I am interested in the mathematical analysis of single-species or multi-species population dynamics model with diffusion and harvesting.
I have been working on projects in different areas of mathematical biology including the evolution of cooperation, game-theoretic models of infectious diseases, and theoretical ecology. The mathematics I use in these projects includes game theory, optimization, ordinary differential equations, and stochastic processes.
Over my career, I have collaborated with researchers from many fields such as Anthropology, Biology, Education, Marine Biology, Nursing, Public Health Education and Psychology. The current focus of my research lies in the area of Sample Surveys, particularly surveys involving sensitive questions. There are many situations in the medical field where the information to be collected is of sensitive nature. In these situations, there is a greater danger of respondent bias which must be eliminated in order for the policy makers to implement effective disease control programs based on accurate estimates of prevalence and extent of undesirable behavior in a population. An important data acquisition technique that is found to be very effective in such situations is the Randomized Response Technique (RRT). Randomized response models were introduced by Warner (Journal of the American Statistical Association, 1965) to circumvent response bias among survey respondents when faced with confidential or incriminating questions in face-to-face interviews. These models allow a respondent to provide a scrambled response using a researcher provided scrambling device where by the researcher can unscramble the response at the aggregate level but not at the individual level.
I am interested in the automated processing of recordings of animals in the wild. In our current project we are using computer vision techniques to track mice in infrared videos. This makes it feasible to evaluate the information about the behavior of these nocturnal animals contained in thousand of hours of video recordings. See Computer Aided Observation of Behaviors of Nocturnal Animals in the Wild for some of our results.
My main statistical research interests are in the area of nonparametric methods, especially those based on resampling. Recent work has focused on a developing nonparametric analog to the Tukey-Kramer multiple comparison procedure. Multiple testing plays a crucial role in areas such as genetic association studies, where there are often many candidate genes to examine, and thus it is necessary to control the overall error rate. I have also been working to develop multiple Model II regression techniques for modeling relationships when both response and explanatory variables are random. This research has been applied to studying optical properties and the partitioning of the spectral scattering coefficient of ocean waters.
My research has been motivated primarily by problems in ecology and evolution, but I also have studied communication and social interactions, language and cultural development, and plant physiology, as well as more purely mathematical interests. My work entails the use of a combination of dynamical analysis, particularly spatial techniques and evolutionary game theory, and numerical simulations. Recent topics of research have included resource and density dependent movement of populations, strategically preserved male mate choice preferences, and the spatial spread of socio-lingual systems undergoing evolution in a contact zone with the focus on dialect arrangements for oblique and paternal learning rules for song birds. My current primary focus is on the population-level consequences of directed movement at the individual level.
My particular interest lies in the game theory which is a code name for a special class of optimization problems. A typical game theoretical question asks to find a best action of an individual whose success is based not only on its own action but also upon the choices of actions made by others. From the math-biology and modeling perspective most of my work is on phenomena where individuals have competing interests. This is a case of models of stealing behavior where one can see that benefits of stealing depend largely on defending strategy of potential victims but also that benefits of defending depend largely on strategy of potential thieves. The mathematics involved in my work ranges from game theory, ODEs, probability and stochastic processes and graph theory.

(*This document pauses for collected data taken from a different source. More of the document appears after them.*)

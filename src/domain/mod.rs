//! Domain types used throughout the crate.
//!
//! This module defines:
//!
//! - calculation inputs and outputs (`LoanInputs`, `MortgageResult`, `PaymentBreakdown`)
//! - the credit-score tier row (`RateTier`)
//! - loan product constants (`LoanTerms`)

pub mod types;

pub use types::*;
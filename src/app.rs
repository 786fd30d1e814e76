//! Top-level application orchestration.
//!
//! `src/main.rs` is intentionally tiny; this module is the "real main" that:
//! - parses CLI arguments
//! - loads settings and sets up logging
//! - runs calculations and prints reports
//! - writes optional exports

use chrono::Local;
use clap::Parser;
use tracing::{debug, info};

use crate::calc::{calculate_breakdown, sweep_home_price};
use crate::cli::{CalcArgs, Command, InputArgs, SweepArgs};
use crate::config::Settings;
use crate::domain::{LoanInputs, LoanTerms};
use crate::error::{AppError, EXIT_INVALID};
use crate::io::{ExportFile, read_export_json, write_export_json};

/// Entry point for the `mortgage` binary.
pub fn run() -> Result<(), AppError> {
    // `mortgage` and `mortgage --price 400000` behave like `mortgage tui ...`.
    let argv = rewrite_args(std::env::args().collect());
    let cli = crate::cli::Cli::parse_from(argv);
    let settings = Settings::from_env()?;

    // The TUI owns the terminal, so only the line-oriented commands log to stderr.
    if !matches!(cli.command, Command::Tui(_)) {
        crate::logging::init_stderr();
        debug!(?settings, "loaded settings");
    }

    match cli.command {
        Command::Calc(args) => handle_calc(args, &settings),
        Command::Tiers => {
            print!("{}", crate::report::format_tier_table());
            Ok(())
        }
        Command::Sweep(args) => handle_sweep(args, &settings),
        Command::Tui(args) => handle_tui(args, settings),
    }
}

fn handle_calc(args: CalcArgs, settings: &Settings) -> Result<(), AppError> {
    let inputs = calc_inputs(&args, settings)?;
    let breakdown = calculate_breakdown(&inputs, &LoanTerms::THIRTY_YEAR_FIXED)?;
    let export = ExportFile::new(inputs, breakdown, Local::now());

    if args.json {
        let json = serde_json::to_string_pretty(&export)
            .map_err(|e| AppError::new(EXIT_INVALID, format!("Failed to serialize result: {e}")))?;
        println!("{json}");
    } else {
        print!("{}", crate::report::format_result(&export.result));
        if args.breakdown {
            println!();
            print!("{}", crate::report::format_breakdown(&inputs, &breakdown));
        }
    }

    if let Some(path) = &args.export {
        write_export_json(path, &export)?;
    }
    Ok(())
}

/// Inputs for `calc`: flags over a saved export (`--from`) or over settings defaults.
fn calc_inputs(args: &CalcArgs, settings: &Settings) -> Result<LoanInputs, AppError> {
    match &args.from {
        Some(path) => {
            let saved = read_export_json(path)?;
            debug!(path = %path.display(), generated = %saved.generated, "loaded saved inputs");
            Ok(args.inputs.resolve_with(&saved.inputs))
        }
        None => Ok(args.inputs.resolve(settings)),
    }
}

fn handle_sweep(args: SweepArgs, settings: &Settings) -> Result<(), AppError> {
    let inputs = args.inputs.resolve(settings);
    let points = sweep_home_price(&inputs, args.min, args.max, args.steps)?;
    info!(n = points.len(), min = args.min, max = args.max, "swept home prices");
    print!("{}", crate::report::format_sweep(&points));
    Ok(())
}

fn handle_tui(args: InputArgs, settings: Settings) -> Result<(), AppError> {
    crate::logging::init_file(settings.log_file.as_deref())?;
    let start = args.resolve(&settings);
    crate::tui::run(start, settings)
}

/// Rewrite argv so `mortgage` defaults to `mortgage tui`.
///
/// Rules:
/// - `mortgage`                       -> `mortgage tui`
/// - `mortgage --price 400000 ...`    -> `mortgage tui --price 400000 ...`
/// - `mortgage --help/--version/-h`   -> unchanged (show top-level help/version)
fn rewrite_args(mut argv: Vec<String>) -> Vec<String> {
    let Some(arg1) = argv.get(1).cloned() else {
        argv.push("tui".to_string());
        return argv;
    };

    let is_top_level_help_or_version = matches!(
        arg1.as_str(),
        "-h" | "--help" | "-V" | "--version" | "help"
    );
    if is_top_level_help_or_version {
        return argv;
    }

    let is_subcommand = matches!(arg1.as_str(), "calc" | "tiers" | "sweep" | "tui");
    if is_subcommand {
        return argv;
    }

    // If the first token is a flag, treat it as "tui flags".
    if arg1.starts_with('-') {
        argv.insert(1, "tui".to_string());
        return argv;
    }

    argv
}
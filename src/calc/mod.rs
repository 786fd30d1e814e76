//! Mortgage payment calculator.
//!
//! Functions here are pure: the same inputs always produce the same outputs.

pub mod payment;
pub mod sweep;

pub use payment::*;
pub use sweep::*;
//! Health topics and their canned replies

use serde::{Deserialize, Serialize};

/// Topic a health question is classified into
///
/// Variants are listed in classification priority order; [`Topic::General`]
/// is the fallback when no keyword rule matches.
#[derive(Debug, Clone, Copy, PartialEq, Eq, Hash, Serialize, Deserialize)]
#[serde(rename_all = "snake_case")]
pub enum Topic {
    /// Periods, menstruation and cycle length
    Menstruation,
    /// Pain and cramp management
    Pain,
    /// When to see a doctor
    MedicalConcern,
    /// Intimate hygiene
    Hygiene,
    /// Mood and emotional health
    Mood,
    /// General wellness and lifestyle
    Wellness,
    /// Default supportive reply
    General,
}

impl Topic {
    /// All topics, highest priority first
    pub const ALL: [Topic; 7] = [
        Topic::Menstruation,
        Topic::Pain,
        Topic::MedicalConcern,
        Topic::Hygiene,
        Topic::Mood,
        Topic::Wellness,
        Topic::General,
    ];

    pub fn as_str(&self) -> &'static str {
        match self {
            Topic::Menstruation => "menstruation",
            Topic::Pain => "pain",
            Topic::MedicalConcern => "medical_concern",
            Topic::Hygiene => "hygiene",
            Topic::Mood => "mood",
            Topic::Wellness => "wellness",
            Topic::General => "general",
        }
    }

    /// Fixed reply for this topic
    pub fn response(&self) -> &'static str {
        match self {
            Topic::Menstruation => {
                "Menstrual cycles typically last 21-35 days, with bleeding for 3-7 days. It's normal to experience some cramping, mood changes, and breast tenderness. However, severe pain that interferes with daily activities, very heavy bleeding, or cycles shorter than 21 days or longer than 35 days should be discussed with a healthcare provider. Would you like specific tips for managing period symptoms?"
            }
            Topic::Pain => {
                "For menstrual cramps, try: applying heat to your lower abdomen, gentle exercise like walking or yoga, over-the-counter pain relievers (following package directions), staying hydrated, and getting enough rest. If pain is severe or doesn't improve with these methods, it's worth consulting a healthcare provider as it could indicate conditions like endometriosis."
            }
            Topic::MedicalConcern => {
                "You should consider seeing a healthcare provider if you experience: severe or worsening pain, very heavy bleeding (changing pads/tampons every hour), bleeding between periods, missed periods (if not pregnant), severe mood changes, signs of infection (unusual discharge, fever, pelvic pain), or any symptoms that worry you. Trust your instincts - you know your body best!"
            }
            Topic::Hygiene => {
                "Good intimate hygiene includes: washing with warm water and mild, unscented soap externally only, changing underwear daily (cotton is breathable), avoiding douching or harsh products, changing pads/tampons regularly during your period, and wiping front to back. Remember, the vagina is self-cleaning, so gentle external care is usually all that's needed."
            }
            Topic::Mood => {
                "Hormonal changes during your cycle can affect mood - this is completely normal! Some tips: maintain regular sleep and exercise routines, eat nutritious foods, practice stress management techniques like deep breathing or meditation, stay connected with supportive people, and consider tracking your cycle to identify patterns. If mood changes significantly impact your life, speaking with a healthcare provider or counselor can be very helpful."
            }
            Topic::Wellness => {
                "For overall women's wellness: eat a balanced diet rich in iron and calcium, stay hydrated, exercise regularly (even light activity helps), get adequate sleep (7-9 hours), manage stress, avoid smoking, limit alcohol, practice safe sun exposure, and maintain regular check-ups with healthcare providers. Remember, small consistent habits make a big difference in how you feel!"
            }
            Topic::General => {
                "Thank you for sharing that with me. Women's health encompasses many aspects, and it's great that you're taking an active interest in your wellbeing. While I can provide general information and support, remember that every person is unique. If you have specific concerns or symptoms that worry you, it's always best to consult with a healthcare provider who can give you personalized advice. Is there anything specific you'd like to know more about?"
            }
        }
    }
}

impl std::fmt::Display for Topic {
    fn fmt(&self, f: &mut std::fmt::Formatter<'_>) -> std::fmt::Result {
        write!(f, "{}", self.as_str())
    }
}

#[cfg(test)]
mod tests {
    use super::*;
    use std::collections::HashSet;

    #[test]
    fn test_every_topic_has_distinct_response() {
        let responses: HashSet<_> = Topic::ALL.iter().map(|t| t.response()).collect();
        assert_eq!(responses.len(), Topic::ALL.len());
        assert!(responses.iter().all(|r| !r.is_empty()));
    }

    #[test]
    fn test_general_is_last() {
        assert_eq!(Topic::ALL.last(), Some(&Topic::General));
    }

    #[test]
    fn test_serialize_snake_case() {
        let json = serde_json::to_string(&Topic::MedicalConcern).unwrap();
        assert_eq!(json, "\"medical_concern\"");
    }
}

Ratnasingham Shivaji earned a Ph.D. in 1981 from Heriot-Watt University, Edinburgh, Scotland, and joined UNCG as H. Barton Excellence Professor and Head of the Department of Mathematics and Statistics in 2011. Prior to joining UNCG he served for twenty-six years at Mississippi State University, where he was honored as a W.L. Giles Distinguished Professor. Shivaji's area of specialization is partial differential equations, in particular, nonlinear elliptic boundary valve problems with applications in population dynamics. In particular, some of his recent research focus on models describing effects of Allee effect, constant yield harvesting, grazing, and nonlinear boundary conditions due to negative density dependent emigration. His research has been funded by the National Science Foundation (NSF) and by the Simon's Foundation. Currently, he serves as the PI on an NSF Math Ecology Grant. He has authored over one hundred and thirty research papers. He is a member of the Editorial Board of several mathematics journals. To date, he has directed one postdoctoral student, fifteen Ph.D. students (11 graduates, 4 current), fourteen M.S. graduates and nineteen undergraduate research students (18 graduates, 1 current).

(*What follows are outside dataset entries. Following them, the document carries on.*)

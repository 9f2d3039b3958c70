//! Dress confidence domain.
//!
//! - [`request::OutfitRequest`] — occasion and optional preferences
//! - [`suggestion::suggest`] — the fixed outfit catalog

pub mod request;
pub mod suggestion;

pub use request::{BodyType, CulturalPreference, OutfitRequest, Weather};
pub use suggestion::{OutfitSuggestion, suggest};
//! Core domain concepts shared across all subdomains.
//!
//! - [`question::Question`] — a validated, trimmed question for the assistant
//! - [`error::DomainError`] — domain-level errors
//! - [`string`] — UTF-8 safe string helpers

pub mod error;
pub mod question;
pub mod string;
//! Experience parameters — simulated latency for each experience.
//!
//! [`ExperienceParams`] groups the static timings used by the chat session
//! and the two advisors. These are application-layer concerns, not domain
//! policy.

use serde::{Deserialize, Serialize};
use std::time::Duration;

/// Simulated latency settings.
///
/// | Experience | Delay |
/// |------------|-------|
/// | Chat reply | uniform in `[reply_delay_min, reply_delay_max)` |
/// | Skin analysis | fixed `skin_analysis_delay` |
/// | Outfit suggestions | fixed `outfit_delay` |
#[derive(Debug, Clone, PartialEq, Eq, Serialize, Deserialize)]
pub struct ExperienceParams {
    pub reply_delay_min: Duration,
    pub reply_delay_max: Duration,
    pub skin_analysis_delay: Duration,
    pub outfit_delay: Duration,
}

impl Default for ExperienceParams {
    fn default() -> Self {
        Self {
            reply_delay_min: Duration::from_millis(1000),
            reply_delay_max: Duration::from_millis(3000),
            skin_analysis_delay: Duration::from_millis(2500),
            outfit_delay: Duration::from_millis(2000),
        }
    }
}

impl ExperienceParams {
    /// Every delay set to zero
    pub fn instant() -> Self {
        Self {
            reply_delay_min: Duration::ZERO,
            reply_delay_max: Duration::ZERO,
            skin_analysis_delay: Duration::ZERO,
            outfit_delay: Duration::ZERO,
        }
    }

    pub fn with_reply_delay(mut self, min: Duration, max: Duration) -> Self {
        self.reply_delay_min = min;
        self.reply_delay_max = max;
        self
    }

    pub fn with_skin_analysis_delay(mut self, delay: Duration) -> Self {
        self.skin_analysis_delay = delay;
        self
    }

    pub fn with_outfit_delay(mut self, delay: Duration) -> Self {
        self.outfit_delay = delay;
        self
    }
}

#[cfg(test)]
mod tests {
    use super::*;

    #[test]
    fn test_default() {
        let params = ExperienceParams::default();
        assert_eq!(params.reply_delay_min, Duration::from_millis(1000));
        assert_eq!(params.reply_delay_max, Duration::from_millis(3000));
        assert_eq!(params.skin_analysis_delay, Duration::from_millis(2500));
        assert_eq!(params.outfit_delay, Duration::from_millis(2000));
    }

    #[test]
    fn test_builder() {
        let params = ExperienceParams::default()
            .with_reply_delay(Duration::from_millis(10), Duration::from_millis(20))
            .with_outfit_delay(Duration::from_millis(5));

        assert_eq!(params.reply_delay_min, Duration::from_millis(10));
        assert_eq!(params.reply_delay_max, Duration::from_millis(20));
        assert_eq!(params.outfit_delay, Duration::from_millis(5));
        assert_eq!(params.skin_analysis_delay, Duration::from_millis(2500));
    }

    #[test]
    fn test_instant() {
        let params = ExperienceParams::instant();
        assert!(params.reply_delay_max.is_zero());
        assert!(params.skin_analysis_delay.is_zero());
    }
}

One of my current projects is on analyzing the effect of vector/host affinity on disease spread. Several unexpected phenomena have appeared in our computerized simulations, including dependence of disease prevalence on host density that runs counter to the existing mathematical models yet matches the behavior of actual biological systems. The focus is on using such evidence to come up with new mathematical models more accurately describing real behavior.